» WORK REQUEST
From the first line of the records through the line containing "default_value = DEFAULT_CONFIG_FILE)]", retype every line exactly and nothing else.

Stored data entries
use std::path::PathBuf;

use clap::{Parser, Subcommand};
use intake_core::template::PARCEL_TEMPLATE_FILE_NAME;

use crate::config::DEFAULT_CONFIG_FILE;

/// Loan application intake for real-estate investors.
///
/// Each invocation resumes the saved application, applies one action and
/// saves it again.
#[derive(Parser, Debug)]
#[command(name = "intake", version)]
pub struct Cli {
    /// Path to the TOML configuration file
    #[arg(short, long, global = true, default_value = DEFAULT_CONFIG_FILE)]
    pub config: PathBuf,

    /// Log level or EnvFilter directive (overrides RUST_LOG)
    #[arg(long, global = true)]
    pub log_level: Option<String>,

    /// Append log records to this file
    #[arg(long, global = true)]
    pub log_file: Option<PathBuf>,

    /// Do not write log records to the console
    #[arg(short, long, global = true, default_value_t = false)]
    pub quiet: bool,

    #[command(subcommand)]
    pub command: Commands,
}

#[derive(Subcommand, Debug)]
pub enum Commands {
    /// Choose the transaction type (double_close, emd, fix_flip, buy_hold,
    /// gap_funding, land)
    Start { deal_type: String },

    /// Edit one field, e.g. `set purchasePrice 250,000.00` or
    /// `set comparables[0].address "12 Elm St"`
    Set { field: String, value: String },

    /// Attach a document to a file field
    Attach { field: String, path: PathBuf },

    /// Remove the document from a file field
    Detach { field: String },

    /// Validate the current step and move forward
    Next,

    /// Return to the previous step
    Back,

    /// Show the current step, field values and errors
    Status {
        /// Print the saved form as JSON instead
        #[arg(long, default_value_t = false)]
        json: bool,
    },

    /// Upload documents and send the application
    Submit,

    /// Discard the current application
    Reset,

    /// Write the multi-parcel CSV template
    Template {
        #[arg(default_value = PARCEL_TEMPLATE_FILE_NAME)]
        path: PathBuf,
    },
}
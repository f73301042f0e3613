//! References to borrower documents attached to the form.
//!
//! A [`FileRef`] records where a document lives on disk plus the metadata the
//! storage upload needs. The bytes are only read when the application is
//! submitted.

use std::path::{Path, PathBuf};

use serde::{Deserialize, Serialize};
use thiserror::Error;

/// Upload limit per document (10 MB).
pub const MAX_FILE_SIZE: u64 = 10 * 1024 * 1024;

/// Extensions accepted for ordinary deal documents.
pub const DOCUMENT_EXTENSIONS: &[&str] = &["pdf", "doc", "docx", "xls", "xlsx"];

/// Extensions accepted for the land multi-parcel spreadsheet.
pub const SPREADSHEET_EXTENSIONS: &[&str] = &["csv", "xls", "xlsx"];

pub const OCTET_STREAM: &str = "application/octet-stream";

#[derive(Debug, Error)]
pub enum FileRefError {
    #[error("cannot read '{path}': {source}")]
    Unreadable {
        path: PathBuf,
        #[source]
        source: std::io::Error,
    },

    #[error("'{0}' has no file name")]
    MissingName(PathBuf),

    #[error("file too large: '{name}' is {size} bytes, maximum is {max} bytes")]
    TooLarge { name: String, size: u64, max: u64 },

    #[error("unsupported file type '{name}'; accepted: {accepted}")]
    UnsupportedType { name: String, accepted: String },
}

#[derive(Debug, Clone, PartialEq, Eq, Serialize, Deserialize)]
#[serde(rename_all = "camelCase")]
pub struct FileRef {
    pub name: String,
    pub mime_type: String,
    pub size: u64,
    pub path: PathBuf,
}

impl FileRef {
    pub fn new(
        name: impl Into<String>,
        size: u64,
        path: impl Into<PathBuf>,
    ) -> Self {
        let name = name.into();
        let mime_type = mime_for_name(&name).to_string();
        Self {
            name,
            mime_type,
            size,
            path: path.into(),
        }
    }

    /// Builds a reference to a file on disk, enforcing the size limit and the
    /// accepted extension list.
    pub fn from_path(
        path: &Path,
        accepted: &[&str],
    ) -> Result<Self, FileRefError> {
        let name = path
            .file_name()
            .map(|n| n.to_string_lossy().into_owned())
            .ok_or_else(|| FileRefError::MissingName(path.to_path_buf()))?;

        let metadata = std::fs::metadata(path).map_err(|source| FileRefError::Unreadable {
            path: path.to_path_buf(),
            source,
        })?;

        check_extension(&name, accepted)?;

        if metadata.len() > MAX_FILE_SIZE {
            return Err(FileRefError::TooLarge {
                name,
                size: metadata.len(),
                max: MAX_FILE_SIZE,
            });
        }

        Ok(Self::new(name, metadata.len(), path))
    }
}

fn extension_of(name: &str) -> Option<String> {
    Path::new(name)
        .extension()
        .and_then(|ext| ext.to_str())
        .map(|ext| ext.to_ascii_lowercase())
}

fn check_extension(
    name: &str,
    accepted: &[&str],
) -> Result<(), FileRefError> {
    match extension_of(name) {
        Some(ext) if accepted.contains(&ext.as_str()) => Ok(()),
        _ => Err(FileRefError::UnsupportedType {
            name: name.to_string(),
            accepted: accepted
                .iter()
                .map(|ext| format!(".{ext}"))
                .collect::<Vec<_>>()
                .join(","),
        }),
    }
}

/// MIME type sent as the upload's `Content-Type`.
pub fn mime_for_name(name: &str) -> &'static str {
    match extension_of(name).as_deref() {
        Some("pdf") => "application/pdf",
        Some("doc") => "application/msword",
        Some("docx") => "application/vnd.openxmlformats-officedocument.wordprocessingml.document",
        Some("xls") => "application/vnd.ms-excel",
        Some("xlsx") => "application/vnd.openxmlformats-officedocument.spreadsheetml.sheet",
        Some("csv") => "text/csv",
        _ => OCTET_STREAM,
    }
}

/// Accepted extensions for a file field.
pub fn accepted_extensions(field: &str) -> &'static [&'static str] {
    match field {
        "multiParcelSpreadsheet" => SPREADSHEET_EXTENSIONS,
        _ => DOCUMENT_EXTENSIONS,
    }
}
mod choices;
mod deal_type;
mod deals;
pub mod document;
mod shared;

pub use choices::{
    ArvJustification, CreditScoreRange, FinancingStructure, LandZoning, RentalStrategy, RoadAccess,
};
pub use deal_type::{DealType, UNKNOWN_DEAL_TAG, tags_for};
pub use deals::{
    BuyHoldDetails, Comparable, DealDetails, DoubleCloseDetails, EmdDetails, FixFlipDetails,
    GapFundingDetails, LandDetails, LandUtilities, REQUIRED_COMPARABLES,
};
pub use document::{FileRef, FileRefError};
pub use shared::{ExperienceInfo, TitleInfo};
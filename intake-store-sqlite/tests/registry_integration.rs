//! The SQLite backend reached through the store registry, the way the CLI
//! opens it.

use intake_core::store::{SNAPSHOT_KEY, StoreConfig, StoreRegistry};
use intake_core::{DealType, FieldInput, IntakeSession, Step, StoreError};
use intake_store_sqlite::SqliteStoreFactory;
use pretty_assertions::assert_eq;
use tempfile::TempDir;

fn registry() -> StoreRegistry {
    let mut registry = StoreRegistry::with_memory();
    registry.register(Box::new(SqliteStoreFactory));
    registry
}

fn file_config(dir: &TempDir) -> StoreConfig {
    StoreConfig {
        backend: "sqlite".to_string(),
        connection_string: dir.path().join("intake.db").display().to_string(),
    }
}

#[tokio::test]
async fn test_registry_lists_sqlite_backend() {
    assert_eq!(registry().available_backends(), vec!["memory", "sqlite"]);
}

#[tokio::test]
async fn test_file_database_is_created_and_persists() {
    let dir = TempDir::new().unwrap();
    let config = file_config(&dir);

    let store = registry().create(&config).await.unwrap();
    store.save(SNAPSHOT_KEY, "{}").await.unwrap();
    drop(store);

    assert!(dir.path().join("intake.db").exists());
    let reopened = registry().create(&config).await.unwrap();
    assert_eq!(
        reopened.load(SNAPSHOT_KEY).await.unwrap().as_deref(),
        Some("{}")
    );
}

#[tokio::test]
async fn test_memory_connection_string() {
    let config = StoreConfig {
        backend: "sqlite".to_string(),
        connection_string: ":memory:".to_string(),
    };

    let store = registry().create(&config).await.unwrap();
    store.save("k", "v").await.unwrap();

    assert_eq!(store.load("k").await.unwrap().as_deref(), Some("v"));
}

#[tokio::test]
async fn test_empty_connection_string_is_configuration_error() {
    let config = StoreConfig {
        backend: "sqlite".to_string(),
        connection_string: "  ".to_string(),
    };

    assert!(matches!(
        registry().create(&config).await,
        Err(StoreError::Configuration(_))
    ));
}

#[tokio::test]
async fn test_session_resumes_from_sqlite_file() {
    let dir = TempDir::new().unwrap();
    let config = file_config(&dir);

    {
        let store = registry().create(&config).await.unwrap();
        let mut session = IntakeSession::open(store).await;
        session.select_deal_type(DealType::Land).await.unwrap();
        session.next().await.unwrap();
        session
            .set_field("apn", FieldInput::text("045-210-33"))
            .await
            .unwrap();
    }

    let store = registry().create(&config).await.unwrap();
    let session = IntakeSession::open(store).await;

    assert_eq!(session.state().step(), Step::DealDetails);
    assert_eq!(session.state().deal_type(), Some(DealType::Land));
    let Some(intake_core::DealDetails::Land(land)) = session.state().deal() else {
        panic!("expected land details");
    };
    assert_eq!(land.apn, "045-210-33");
}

» FINISHED EXERCISE
use std::path::PathBuf;

use clap::{Parser, Subcommand};
use intake_core::template::PARCEL_TEMPLATE_FILE_NAME;

use crate::config::DEFAULT_CONFIG_FILE;

/// Loan application intake for real-estate investors.
///
/// Each invocation resumes the saved application, applies one action and
/// saves it again.
#[derive(Parser, Debug)]
#[command(name = "intake", version)]
pub struct Cli {
    /// Path to the TOML configuration file
    #[arg(short, long, global = true, default_value = DEFAULT_CONFIG_FILE)]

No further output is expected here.